L. T. : Mon livre n’est pas une encyclopédie sur l’esclavage. En quatre cents ans, la traite des Noirs par les Occidentaux a réduit la population africaine de 17 % à 7 % de la population mondiale. Quant à l’abolition, elle est due à la victoire des esclaves eux-mêmes. D’ailleurs, de quelle abolition parlez-vous ? Celle de 1794, celle de 1848 ou celle de 1946 ? Connaissez-vous la charte du Manden au Mali, qui dénonçait l’esclavage au
XIIIe siècle ? Pour nous en tenir au présent, ces préjugés racistes sont-ils si forts aujourd’hui ?
P. B. : M. Thuram estime qu’il y a un « privilège blanc ». Il dirait donc qu’un agriculteur qui gagne 1 000 euros par mois en travaillant quatre-vingts heures par semaine est privilégié parce que blanc par rapport à lui, une star internationale ? Un peu de décence ! Et si notre société est pleine de biais, comment comprendre que l’un des acteurs les plus populaires dans notre pays soit Omar Sy, et que les Français aient aussi plébiscité Yannick Noah ? C’est bien que la couleur de peau n’a pas l’importance que vous lui accordez. Vous faites partie des privilégiés, vous êtes une gloire nationale, M. Thuram, et vous l’avez bien mérité.
L. T. : Votre comparaison est douteuse. Ne serait-il pas plus juste de comparer des agriculteurs blancs et non blancs ? Vous dites : « C’est bien que la couleur de peau n’a pas l’importance que vous lui accordez. » Donc, selon vous, le racisme n’existe pas en France. Pour ne pas voir qu’il y a un « privilège blanc », il faut être blanc. Car le privilège, c’est de ne pas être discriminé selon la couleur de sa peau.

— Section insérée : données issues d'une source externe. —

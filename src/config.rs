//! Configuration types for remanga-farmer
//!
//! Everything the farming loop treats as data rather than protocol lives
//! here: the endpoint map (the service rotates parts of it, so nothing is a
//! compile-time constant), the retry ceilings keyed by call purpose, the
//! farming cadence, and the cache location.

use serde::{Deserialize, Serialize};
use std::path::PathBuf;
use std::time::Duration;

/// Top-level configuration for a farming run
///
/// Deserializable from JSON with every field defaulted, so an empty `{}`
/// yields a working configuration pointed at the production service.
#[derive(Clone, Debug, Serialize, Deserialize)]
pub struct Config {
    /// Remote endpoint map
    #[serde(default)]
    pub endpoints: EndpointConfig,

    /// Retry ceilings for the request executor
    #[serde(default)]
    pub retry: RetryConfig,

    /// Farming loop cadence and catalog paging
    #[serde(default)]
    pub farming: FarmingConfig,

    /// Directory holding per-account cache snapshots (default: "./data")
    #[serde(default = "default_cache_dir")]
    pub cache_dir: PathBuf,
}

impl Default for Config {
    fn default() -> Self {
        Self {
            endpoints: EndpointConfig::default(),
            retry: RetryConfig::default(),
            farming: FarmingConfig::default(),
            cache_dir: default_cache_dir(),
        }
    }
}

/// Remote endpoint map
///
/// Exact paths are configuration data, not protocol: the versioned title-page
/// template in particular rotates whenever the site ships a new frontend
/// build, and the session builder refreshes it at startup (see
/// [`crate::session`]).
#[derive(Clone, Debug, Serialize, Deserialize)]
pub struct EndpointConfig {
    /// Base URL of the JSON API (default: "https://api.remanga.org/api")
    #[serde(default = "default_api_base")]
    pub api_base: String,

    /// Base URL of the site itself (default: "https://remanga.org")
    #[serde(default = "default_site_base")]
    pub site_base: String,

    /// Login endpoint (POST, username/password)
    #[serde(default = "default_login_path")]
    pub login_path: String,

    /// Current-user profile endpoint (GET, bearer auth)
    #[serde(default = "default_current_user_path")]
    pub current_user_path: String,

    /// Per-type bookmark count endpoint; `{}` is replaced by the user id
    #[serde(default = "default_bookmark_counts_path")]
    pub bookmark_counts_path: String,

    /// Bookmark listing endpoint; `{}` is replaced by the user id
    #[serde(default = "default_bookmarks_path")]
    pub bookmarks_path: String,

    /// Catalog search endpoint
    #[serde(default = "default_catalog_path")]
    pub catalog_path: String,

    /// Chapter listing endpoint (by branch id)
    #[serde(default = "default_chapters_path")]
    pub chapters_path: String,

    /// View submission endpoint (POST)
    #[serde(default = "default_views_path")]
    pub views_path: String,

    /// Cookie relay endpoint on the site host; mirrors a posted value into a
    /// server-managed cookie
    #[serde(default = "default_cookie_relay_path")]
    pub cookie_relay_path: String,

    /// Versioned per-title JSON document path; `{}` is replaced by the title
    /// directory slug. Refreshed at session build time from the homepage's
    /// build manifest, so the default only has to be close enough to start.
    #[serde(default = "default_title_page_template")]
    pub title_page_template: String,
}

impl EndpointConfig {
    /// Absolute URL for an API path
    pub fn api_url(&self, path: &str) -> String {
        format!("{}{}", self.api_base, path)
    }

    /// Absolute URL for a site path
    pub fn site_url(&self, path: &str) -> String {
        format!("{}{}", self.site_base, path)
    }

    /// Login endpoint URL
    pub fn login_url(&self) -> String {
        self.api_url(&self.login_path)
    }

    /// Current-user endpoint URL
    pub fn current_user_url(&self) -> String {
        self.api_url(&self.current_user_path)
    }

    /// Bookmark-count endpoint URL for a user id
    pub fn bookmark_counts_url(&self, user_id: i64) -> String {
        self.api_url(&self.bookmark_counts_path.replacen("{}", &user_id.to_string(), 1))
    }

    /// Bookmark listing endpoint URL for a user id
    pub fn bookmarks_url(&self, user_id: i64) -> String {
        self.api_url(&self.bookmarks_path.replacen("{}", &user_id.to_string(), 1))
    }

    /// Catalog search endpoint URL
    pub fn catalog_url(&self) -> String {
        self.api_url(&self.catalog_path)
    }

    /// Chapter listing endpoint URL
    pub fn chapters_url(&self) -> String {
        self.api_url(&self.chapters_path)
    }

    /// View submission endpoint URL
    pub fn views_url(&self) -> String {
        self.api_url(&self.views_path)
    }

    /// Cookie relay endpoint URL
    pub fn cookie_relay_url(&self) -> String {
        self.site_url(&self.cookie_relay_path)
    }
}

impl Default for EndpointConfig {
    fn default() -> Self {
        Self {
            api_base: default_api_base(),
            site_base: default_site_base(),
            login_path: default_login_path(),
            current_user_path: default_current_user_path(),
            bookmark_counts_path: default_bookmark_counts_path(),
            bookmarks_path: default_bookmarks_path(),
            catalog_path: default_catalog_path(),
            chapters_path: default_chapters_path(),
            views_path: default_views_path(),
            cookie_relay_path: default_cookie_relay_path(),
            title_page_template: default_title_page_template(),
        }
    }
}

/// Retry ceilings for the request executor, keyed by call purpose
///
/// Interactive calls (login handshake, profile fetch) fail fast enough for a
/// human to notice; background calls (catalog, chapters, views) run
/// unattended for long stretches and are allowed to grind through extended
/// transient outages.
#[derive(Clone, Debug, Serialize, Deserialize)]
pub struct RetryConfig {
    /// Attempt ceiling for interactive (login/setup) calls (default: 30)
    #[serde(default = "default_interactive_attempts")]
    pub interactive_attempts: u32,

    /// Attempt ceiling for background (farming) calls (default: 400)
    #[serde(default = "default_background_attempts")]
    pub background_attempts: u32,
}

impl Default for RetryConfig {
    fn default() -> Self {
        Self {
            interactive_attempts: default_interactive_attempts(),
            background_attempts: default_background_attempts(),
        }
    }
}

/// Farming loop cadence and catalog paging
#[derive(Clone, Debug, Serialize, Deserialize)]
pub struct FarmingConfig {
    /// Catalog entries requested per page (default: 3000)
    #[serde(default = "default_catalog_page_size")]
    pub catalog_page_size: u32,

    /// Catalog ordering key (default: "id")
    #[serde(default = "default_order_by")]
    pub order_by: String,

    /// Idle sleep between farming cycles (default: 20 seconds)
    #[serde(default = "default_idle_sleep", with = "duration_serde")]
    pub idle_sleep: Duration,
}

impl Default for FarmingConfig {
    fn default() -> Self {
        Self {
            catalog_page_size: default_catalog_page_size(),
            order_by: default_order_by(),
            idle_sleep: default_idle_sleep(),
        }
    }
}

fn default_cache_dir() -> PathBuf {
    PathBuf::from("./data")
}

fn default_api_base() -> String {
    "https://api.remanga.org/api".to_string()
}

fn default_site_base() -> String {
    "https://remanga.org".to_string()
}

fn default_login_path() -> String {
    "/users/login/".to_string()
}

fn default_current_user_path() -> String {
    "/v2/users/current".to_string()
}

fn default_bookmark_counts_path() -> String {
    "/users/{}/user_bookmarks".to_string()
}

fn default_bookmarks_path() -> String {
    "/users/{}/bookmarks".to_string()
}

fn default_catalog_path() -> String {
    "/search/catalog".to_string()
}

fn default_chapters_path() -> String {
    "/titles/chapters".to_string()
}

fn default_views_path() -> String {
    "/activity/views/".to_string()
}

fn default_cookie_relay_path() -> String {
    "/node-api/cookie/".to_string()
}

fn default_title_page_template() -> String {
    "/_next/data/0WMsTVhcJNvltEilcpQjj/ru/manga/{}.json".to_string()
}

fn default_interactive_attempts() -> u32 {
    30
}

fn default_background_attempts() -> u32 {
    400
}

fn default_catalog_page_size() -> u32 {
    3000
}

fn default_order_by() -> String {
    "id".to_string()
}

fn default_idle_sleep() -> Duration {
    Duration::from_secs(20)
}

// Duration serialization helper
mod duration_serde {
    use serde::{Deserialize, Deserializer, Serializer};
    use std::time::Duration;

    pub fn serialize<S>(duration: &Duration, serializer: S) -> Result<S::Ok, S::Error>
    where
        S: Serializer,
    {
        serializer.serialize_u64(duration.as_secs())
    }

    pub fn deserialize<'de, D>(deserializer: D) -> Result<Duration, D::Error>
    where
        D: Deserializer<'de>,
    {
        let secs = u64::deserialize(deserializer)?;
        Ok(Duration::from_secs(secs))
    }
}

P. B. : La notion de « privilège blanc » vient des États-Unis. L’Amérique est malade de son racialisme puisqu’elle catégorise tous ses citoyens selon leur ethnie, leur origine et leur apparence. Dans la réalité, les discriminations sont multiples. Si elles n’étaient liées qu’à la couleur de la peau, alors l’histoire de l’Europe serait un conte de fées. L’obsession pigmentaire est un piège. Naître blanc serait l’équivalent du péché originel, comme si la planète était un paradis avant que la « pensée blanche » ne vienne le souiller.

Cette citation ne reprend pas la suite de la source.